第1章のコーナーでは、福沢諭吉の男女平等思想の紹介と共に、女性ジャーナリストの草分けとして羽仁夫妻の写真や婦人之友などが並び、時代の先駆けとしての意義が解説されていました。

羽仁もと子執筆の記事が掲載された1899年(明治32年)の報知新聞の実物を見るのは初めてのことで、自伝や社史など書かれたもので理解していた当時の状況が、時代を超えて臨場感を持って迫ってきました。

会場ではありがたいことに館長の尾高さん、学芸員の工藤さんのお話も伺うことができ、理解を深めることができました。

尾高さんがおっしゃった「みえないものや声なき者の声を、一緒の目線から可視化することに力を尽くした名もなき記者たちの取り組み」という一言に、この企画展に込められた思いが集約されているように感じ、胸に迫りました。

さらにこの企画展には、ジャーナリズム自体が社会的強者である男性中心社会であったために、その発信には大きなバイアスがかかっており、女性記者たちが様々な不利益と偏見に苦しみつつそこに風穴を開けてきたという問題意識がありました。

その意味でも、名も無き者の声を可視化し続けている婦人之友は本当に貴重で、読まれるべき雑誌です、とおっしゃっていただきました。

尾高さんが現在の状況について、今多様性を大切にする報道を、男女問わず若手記者たちが担っていることに希望が感じられるとおっしゃったことも印象的でした。

学芸員の工藤さんには私が探している様々な新聞について的確にお答えいただきました。

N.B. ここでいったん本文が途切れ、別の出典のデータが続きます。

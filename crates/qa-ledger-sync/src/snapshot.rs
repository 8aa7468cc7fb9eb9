use std::collections::BTreeMap;
use std::fs;
use std::path::Path;

use anyhow::{anyhow, Context, Result};
use qa_ledger_core::source::jira;
use qa_ledger_core::{SourceExecution, SourceSystem, SourceTestCase, SourceTestRun};
use serde::de::DeserializeOwned;
use serde::Deserialize;
use serde_json::Value;

use crate::source::{SourceClient, SourceError};

/// Raw export of one source system, as written by an offline extraction job.
///
/// Record payloads keep the source's own field names; `system` decides which
/// shape each payload is decoded as.
#[derive(Debug, Clone, Deserialize)]
#[serde(deny_unknown_fields)]
struct SnapshotDocument {
    system: SourceSystem,
    #[serde(default)]
    projects: Vec<jira::Project>,
    #[serde(default)]
    versions: BTreeMap<String, Vec<jira::Version>>,
    #[serde(default)]
    test_cases: Vec<Value>,
    #[serde(default)]
    test_runs: Vec<Value>,
    #[serde(default)]
    executions: BTreeMap<String, Vec<Value>>,
}

/// [`SourceClient`] served from an in-memory snapshot document.
#[derive(Debug, Clone)]
pub struct SnapshotSource {
    system: SourceSystem,
    projects: Vec<jira::Project>,
    versions: BTreeMap<String, Vec<jira::Version>>,
    test_cases: Vec<SourceTestCase>,
    test_runs: Vec<SourceTestRun>,
    executions: BTreeMap<String, Vec<SourceExecution>>,
}

impl SnapshotSource {
    /// # Errors
    /// Returns an error when the file cannot be read or is not a valid snapshot.
    pub fn from_path(path: &Path) -> Result<Self> {
        let raw = fs::read_to_string(path)
            .with_context(|| format!("failed to read snapshot {}", path.display()))?;
        Self::from_json_str(&raw).with_context(|| format!("invalid snapshot {}", path.display()))
    }

    /// # Errors
    /// Returns an error when the document is malformed or names a system
    /// that has no test runs.
    pub fn from_json_str(raw: &str) -> Result<Self> {
        let document: SnapshotDocument =
            serde_json::from_str(raw).context("failed to parse snapshot JSON")?;
        let system = document.system;

        let (test_cases, test_runs, executions) = match system {
            SourceSystem::Scale => (
                decode_all(document.test_cases, SourceTestCase::Scale)?,
                decode_all(document.test_runs, SourceTestRun::Scale)?,
                decode_grouped(document.executions, SourceExecution::Scale)?,
            ),
            SourceSystem::Zapi => (
                decode_all(document.test_cases, SourceTestCase::Jira)?,
                decode_all(document.test_runs, SourceTestRun::Zapi)?,
                decode_grouped(document.executions, SourceExecution::Zapi)?,
            ),
            SourceSystem::Jira => {
                return Err(anyhow!("jira snapshots carry no test runs; use scale or zapi"));
            }
        };

        Ok(Self {
            system,
            projects: document.projects,
            versions: document.versions,
            test_cases,
            test_runs,
            executions,
        })
    }

    /// Keys of every project in the snapshot, in document order.
    #[must_use]
    pub fn project_keys(&self) -> Vec<String> {
        self.projects.iter().filter_map(|project| project.key.clone()).collect()
    }

    fn rejected(&self, message: String) -> SourceError {
        SourceError::Rejected { system: self.system, message }
    }
}

impl SourceClient for SnapshotSource {
    fn system(&self) -> SourceSystem {
        self.system
    }

    fn get_project(&self, key: &str) -> Result<Option<jira::Project>, SourceError> {
        Ok(self.projects.iter().find(|project| project.key.as_deref() == Some(key)).cloned())
    }

    fn get_project_versions(&self, key: &str) -> Result<Vec<jira::Version>, SourceError> {
        Ok(self.versions.get(key).cloned().unwrap_or_default())
    }

    fn get_test_case(&self, key: &str) -> Result<Option<SourceTestCase>, SourceError> {
        Ok(self.test_cases.iter().find(|case| case.key() == Some(key)).cloned())
    }

    fn get_test_run(&self, key: &str) -> Result<SourceTestRun, SourceError> {
        self.test_runs
            .iter()
            .find(|run| run.key().as_deref() == Some(key))
            .cloned()
            .ok_or_else(|| self.rejected(format!("unknown test run {key}")))
    }

    fn list_test_runs(&self, project_key: &str) -> Result<Vec<SourceTestRun>, SourceError> {
        Ok(self
            .test_runs
            .iter()
            .filter(|run| run.project_key() == Some(project_key))
            .cloned()
            .collect())
    }

    fn list_executions(&self, run_key: &str) -> Result<Vec<SourceExecution>, SourceError> {
        Ok(self.executions.get(run_key).cloned().unwrap_or_default())
    }
}

fn decode_all<R, T>(values: Vec<Value>, wrap: fn(R) -> T) -> Result<Vec<T>>
where
    R: DeserializeOwned,
{
    values
        .into_iter()
        .enumerate()
        .map(|(index, value)| {
            serde_json::from_value(value)
                .map(wrap)
                .with_context(|| format!("failed to decode record #{index}"))
        })
        .collect()
}

fn decode_grouped<R, T>(
    groups: BTreeMap<String, Vec<Value>>,
    wrap: fn(R) -> T,
) -> Result<BTreeMap<String, Vec<T>>>
where
    R: DeserializeOwned,
{
    groups
        .into_iter()
        .map(|(run_key, values)| {
            let decoded = decode_all(values, wrap)
                .with_context(|| format!("failed to decode executions of run {run_key}"))?;
            Ok((run_key, decoded))
        })
        .collect()
}

#[cfg(test)]
mod tests {
    use super::*;

    const SCALE_SNAPSHOT: &str = r#"{
        "system": "scale",
        "projects": [{ "key": "QA", "name": "Quality" }],
        "versions": { "QA": [{ "id": "10", "name": "1.0", "released": true }] },
        "test_cases": [{ "key": "QA-T1", "name": "Login", "projectKey": "QA" }],
        "test_runs": [{ "key": "QA-C1", "name": "Nightly", "folder": "Regression", "projectKey": "QA", "version": "1.0" }],
        "executions": { "QA-C1": [{ "id": 501, "testCaseKey": "QA-T1", "status": "Pass", "executedBy": "jdoe" }] }
    }"#;

    #[test]
    fn scale_snapshot_serves_every_lookup() -> Result<()> {
        let source = SnapshotSource::from_json_str(SCALE_SNAPSHOT)?;
        assert_eq!(source.system(), SourceSystem::Scale);
        assert_eq!(source.project_keys(), vec!["QA".to_string()]);

        let project = source.get_project("QA")?.ok_or_else(|| anyhow!("project missing"))?;
        assert_eq!(project.name.as_deref(), Some("Quality"));
        assert_eq!(source.get_project_versions("QA")?.len(), 1);
        assert!(source.get_project("OPS")?.is_none());

        let case = source.get_test_case("QA-T1")?.ok_or_else(|| anyhow!("case missing"))?;
        assert_eq!(case.system(), SourceSystem::Scale);

        let runs = source.list_test_runs("QA")?;
        assert_eq!(runs.len(), 1);
        assert_eq!(source.get_test_run("QA-C1")?.folder(), Some("Regression"));

        let executions = source.list_executions("QA-C1")?;
        assert_eq!(executions.len(), 1);
        assert_eq!(executions[0].key().as_deref(), Some("501"));
        Ok(())
    }

    #[test]
    fn unknown_test_run_is_rejected() -> Result<()> {
        let source = SnapshotSource::from_json_str(SCALE_SNAPSHOT)?;
        let err = source.get_test_run("QA-C404").err().ok_or_else(|| anyhow!("expected error"))?;
        assert!(!err.is_transient());
        Ok(())
    }

    #[test]
    fn zapi_snapshot_uses_jira_issues_and_cycles() -> Result<()> {
        let source = SnapshotSource::from_json_str(
            r#"{
                "system": "zapi",
                "projects": [{ "key": "OPS", "name": "Operations" }],
                "test_cases": [{ "key": "OPS-1", "summary": "Failover", "projectKey": "OPS" }],
                "test_runs": [{ "id": 77, "name": "Sprint 4", "projectKey": "OPS", "versionName": "2.1" }],
                "executions": { "77": [{ "id": 9, "issueKey": "OPS-1", "status": { "id": 1, "name": "PASS" } }] }
            }"#,
        )?;

        assert!(matches!(source.get_test_case("OPS-1")?, Some(SourceTestCase::Jira(_))));
        assert_eq!(source.get_test_run("77")?.version_name(), Some("2.1"));
        assert_eq!(source.list_executions("77")?[0].status_name(), Some("PASS"));
        Ok(())
    }

    #[test]
    fn jira_only_snapshot_is_refused() {
        assert!(SnapshotSource::from_json_str(r#"{ "system": "jira" }"#).is_err());
    }

    #[test]
    fn malformed_records_name_their_position() {
        let err = SnapshotSource::from_json_str(
            r#"{ "system": "scale", "test_runs": [{ "key": "QA-C1" }, { "key": 12 }] }"#,
        )
        .err()
        .map(|err| format!("{err:#}"))
        .unwrap_or_default();
        assert!(err.contains("record #1"));
    }
}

特に羽仁吉一が16歳で創刊に関わった1896年の地方新聞について質問したところ、「その新聞名は見た覚えがある」と、すぐにデータを出してくださったことには本当に驚きました。

活字離れが進む一方でフェイクニュースが広がり、見たい情報・見せたい情報のみにふれ、日々を過ごすことが日常となっているこの時代に、「真実」がどのように伝えられるかということに注意を向けることは非常に重要であり、あらためて時代をつくる上での報道の重みを感じました。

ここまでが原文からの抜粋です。